**Instructions to follow**
Check every line of the data for the string "mtext" and copy the ones that have it.

Stored items
──────

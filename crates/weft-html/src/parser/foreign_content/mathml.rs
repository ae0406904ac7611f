//! MathML attribute fix-up.

use crate::tokenizer::Attribute;

/// [§ 13.2.6.3 Adjust MathML attributes](https://html.spec.whatwg.org/multipage/parsing.html#adjust-mathml-attributes)
///
/// "When the steps below require the user agent to adjust MathML attributes
/// for a token, then, if the token has an attribute named definitionurl,
/// change its name to definitionURL (note the case difference)."
pub fn adjust_mathml_attributes(attributes: &mut [Attribute]) {
    for attr in attributes {
        if attr.name == "definitionurl" {
            attr.name = "definitionURL".to_string();
        }
    }
}
//! Element data, namespaces and the element categories the HTML parser
//! consults during tree construction.

use std::collections::HashMap;

use strum_macros::Display;

/// Map of attribute names to values for an element.
///
/// Namespaced attributes on foreign elements are keyed by their qualified
/// name (`xlink:href`, `xml:lang`, `xmlns`).
pub type AttributesMap = HashMap<String, String>;

/// [§ 2.9 Namespaces](https://infra.spec.whatwg.org/#namespaces)
#[derive(Debug, Clone, Copy, PartialEq, Eq, Hash, Display)]
pub enum Namespace {
    /// "The HTML namespace is "http://www.w3.org/1999/xhtml"."
    #[strum(serialize = "html")]
    Html,
    /// "The MathML namespace is "http://www.w3.org/1998/Math/MathML"."
    #[strum(serialize = "math")]
    MathMl,
    /// "The SVG namespace is "http://www.w3.org/2000/svg"."
    #[strum(serialize = "svg")]
    Svg,
    /// "The XLink namespace is "http://www.w3.org/1999/xlink"."
    #[strum(serialize = "xlink")]
    XLink,
    /// "The XML namespace is "http://www.w3.org/XML/1998/namespace"."
    #[strum(serialize = "xml")]
    Xml,
    /// "The XMLNS namespace is "http://www.w3.org/2000/xmlns/"."
    #[strum(serialize = "xmlns")]
    Xmlns,
}

impl Namespace {
    /// The namespace URL.
    #[must_use]
    pub const fn url(self) -> &'static str {
        match self {
            Self::Html => "http://www.w3.org/1999/xhtml",
            Self::MathMl => "http://www.w3.org/1998/Math/MathML",
            Self::Svg => "http://www.w3.org/2000/svg",
            Self::XLink => "http://www.w3.org/1999/xlink",
            Self::Xml => "http://www.w3.org/XML/1998/namespace",
            Self::Xmlns => "http://www.w3.org/2000/xmlns/",
        }
    }
}

/// [§ 13.2.6.1 Creating and inserting nodes: special category](https://html.spec.whatwg.org/multipage/parsing.html#special)
const SPECIAL_HTML_ELEMENTS: &[&str] = &[
    "address",
    "applet",
    "area",
    "article",
    "aside",
    "base",
    "basefont",
    "bgsound",
    "blockquote",
    "body",
    "br",
    "button",
    "caption",
    "center",
    "col",
    "colgroup",
    "dd",
    "details",
    "dir",
    "div",
    "dl",
    "dt",
    "embed",
    "fieldset",
    "figcaption",
    "figure",
    "footer",
    "form",
    "frame",
    "frameset",
    "h1",
    "h2",
    "h3",
    "h4",
    "h5",
    "h6",
    "head",
    "header",
    "hgroup",
    "hr",
    "html",
    "iframe",
    "img",
    "input",
    "keygen",
    "li",
    "link",
    "listing",
    "main",
    "marquee",
    "menu",
    "meta",
    "nav",
    "noembed",
    "noframes",
    "noscript",
    "object",
    "ol",
    "p",
    "param",
    "plaintext",
    "pre",
    "script",
    "search",
    "section",
    "select",
    "source",
    "style",
    "summary",
    "table",
    "tbody",
    "td",
    "template",
    "textarea",
    "tfoot",
    "th",
    "thead",
    "title",
    "tr",
    "track",
    "ul",
    "wbr",
    "xmp",
];

/// Element-specific data.
///
/// Per [§ 4.9 Interface Element](https://dom.spec.whatwg.org/#interface-element):
/// - "Elements have an associated namespace, namespace prefix, local name, custom element state,
///    custom element definition, is value."
/// - "When an element is created, its local name is always given."
#[derive(Debug, Clone, PartialEq, Eq)]
pub struct ElementData {
    /// "An element's local name"
    pub tag_name: String,
    /// "An element's namespace"
    pub namespace: Namespace,
    /// "An element has an associated attribute list"
    pub attrs: AttributesMap,
}

impl ElementData {
    /// Create element data for `tag_name` in `namespace`.
    #[must_use]
    pub fn new(tag_name: &str, namespace: Namespace, attrs: AttributesMap) -> Self {
        Self {
            tag_name: tag_name.to_string(),
            namespace,
            attrs,
        }
    }

    /// The element's local name.
    #[must_use]
    pub fn local_name(&self) -> &str {
        &self.tag_name
    }

    /// True if this is an HTML element with the given local name.
    #[must_use]
    pub fn is_html_element(&self, name: &str) -> bool {
        self.namespace == Namespace::Html && self.tag_name == name
    }

    /// True if this is a MathML element with the given local name.
    #[must_use]
    pub fn is_mathml_element(&self, name: &str) -> bool {
        self.namespace == Namespace::MathMl && self.tag_name == name
    }

    /// True if this is an SVG element with the given local name.
    #[must_use]
    pub fn is_svg_element(&self, name: &str) -> bool {
        self.namespace == Namespace::Svg && self.tag_name == name
    }

    /// True if this is an HTML element whose local name is one of `names`.
    #[must_use]
    pub fn is_html_element_in(&self, names: &[&str]) -> bool {
        self.namespace == Namespace::Html && names.contains(&self.tag_name.as_str())
    }

    /// [§ 13.2.4.2 The stack of open elements](https://html.spec.whatwg.org/multipage/parsing.html#special)
    ///
    /// "The following elements have varying levels of special parsing rules:
    /// HTML's address, applet, area, ... ; MathML mi, MathML mo, MathML mn,
    /// MathML ms, MathML mtext, and MathML annotation-xml; and SVG
    /// foreignObject, SVG desc, and SVG title."
    #[must_use]
    pub fn is_special(&self) -> bool {
        match self.namespace {
            Namespace::Html => SPECIAL_HTML_ELEMENTS.contains(&self.tag_name.as_str()),
            Namespace::MathMl => matches!(
                self.tag_name.as_str(),
                "mi" | "mo" | "mn" | "ms" | "mtext" | "annotation-xml"
            ),
            Namespace::Svg => matches!(self.tag_name.as_str(), "foreignObject" | "desc" | "title"),
            _ => false,
        }
    }

    /// [§ 13.2.6 MathML text integration point](https://html.spec.whatwg.org/multipage/parsing.html#mathml-text-integration-point)
    ///
    /// "A node is a MathML text integration point if it is one of the
    /// following elements: A MathML mi element, A MathML mo element, A MathML
    /// mn element, A MathML ms element, A MathML mtext element"
    #[must_use]
    pub fn is_mathml_text_integration_point(&self) -> bool {
        self.namespace == Namespace::MathMl
            && matches!(self.tag_name.as_str(), "mi" | "mo" | "mn" | "ms" | "mtext")
    }

    /// [§ 13.2.6 HTML integration point](https://html.spec.whatwg.org/multipage/parsing.html#html-integration-point)
    ///
    /// "A MathML annotation-xml element whose start tag token had an attribute
    /// with the name "encoding" whose value was an ASCII case-insensitive match
    /// for the string "text/html" [or] "application/xhtml+xml"; An SVG
    /// foreignObject element; An SVG desc element; An SVG title element"
    #[must_use]
    pub fn is_html_integration_point(&self) -> bool {
        match self.namespace {
            Namespace::MathMl if self.tag_name == "annotation-xml" => {
                self.attrs.get("encoding").is_some_and(|encoding| {
                    encoding.eq_ignore_ascii_case("text/html")
                        || encoding.eq_ignore_ascii_case("application/xhtml+xml")
                })
            }
            Namespace::Svg => matches!(self.tag_name.as_str(), "foreignObject" | "desc" | "title"),
            _ => false,
        }
    }
}

#[cfg(test)]
mod tests {
    use super::*;

    fn element(name: &str, namespace: Namespace) -> ElementData {
        ElementData::new(name, namespace, AttributesMap::new())
    }

    #[test]
    fn test_special_depends_on_namespace() {
        assert!(element("p", Namespace::Html).is_special());
        assert!(!element("p", Namespace::Svg).is_special());
        assert!(element("foreignObject", Namespace::Svg).is_special());
        assert!(element("mtext", Namespace::MathMl).is_special());
        assert!(!element("span", Namespace::Html).is_special());
    }

    #[test]
    fn test_annotation_xml_integration_point_needs_encoding() {
        let plain = element("annotation-xml", Namespace::MathMl);
        assert!(!plain.is_html_integration_point());

        let mut attrs = AttributesMap::new();
        let _ = attrs.insert("encoding".to_string(), "Text/HTML".to_string());
        let html = ElementData::new("annotation-xml", Namespace::MathMl, attrs);
        assert!(html.is_html_integration_point());
    }
}
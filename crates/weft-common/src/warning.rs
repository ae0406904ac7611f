//! Parser diagnostics with colored terminal output.
//!
//! Provides deduplication to avoid spamming the same warning multiple times.
//! Used by the tokenizer and the tree builder to report parse errors.

use std::collections::HashSet;
use std::sync::{Mutex, PoisonError};

/// ANSI color codes for terminal output
const YELLOW: &str = "\x1b[33m";
const RESET: &str = "\x1b[0m";

/// Global set of warnings we've already printed (to deduplicate)
static WARNED: Mutex<Option<HashSet<String>>> = Mutex::new(None);

/// Report a diagnostic (prints once per unique message)
///
/// # Example
/// ```ignore
/// warn_once("HTML Parser", "unexpected-end-tag </p>");
/// ```
pub fn warn_once(component: &str, message: &str) {
    let key = format!("[{component}] {message}");
    let should_print = WARNED
        .lock()
        .unwrap_or_else(PoisonError::into_inner)
        .get_or_insert_with(HashSet::new)
        .insert(key);

    if should_print {
        eprintln!("{YELLOW}[Weft {component}] ⚠ {message}{RESET}");
    }
}

/// Clear all recorded warnings (call before parsing a new document)
pub fn clear_warnings() {
    let mut guard = WARNED.lock().unwrap_or_else(PoisonError::into_inner);
    if let Some(set) = guard.as_mut() {
        set.clear();
    }
}

/// Number of distinct warnings printed since the last [`clear_warnings`].
#[must_use]
pub fn warning_count() -> usize {
    WARNED
        .lock()
        .unwrap_or_else(PoisonError::into_inner)
        .as_ref()
        .map_or(0, HashSet::len)
}

#[cfg(test)]
mod tests {
    use super::*;

    #[test]
    fn test_repeated_warning_is_recorded_once() {
        clear_warnings();
        warn_once("Test", "same message");
        warn_once("Test", "same message");
        warn_once("Other", "same message");
        assert_eq!(warning_count(), 2);

        clear_warnings();
        assert_eq!(warning_count(), 0);
    }
}
//! Insertion mode handlers, grouped by the part of the document they build.

mod after;
mod document;
mod in_body;
mod select;
mod table;
mod template;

──────

**Your response**
    /// MathML ms, MathML mtext, and MathML annotation-xml; and SVG
                "mi" | "mo" | "mn" | "ms" | "mtext" | "annotation-xml"
    /// mn element, A MathML ms element, A MathML mtext element"
            && matches!(self.tag_name.as_str(), "mi" | "mo" | "mn" | "ms" | "mtext")
        assert!(element("mtext", Namespace::MathMl).is_special());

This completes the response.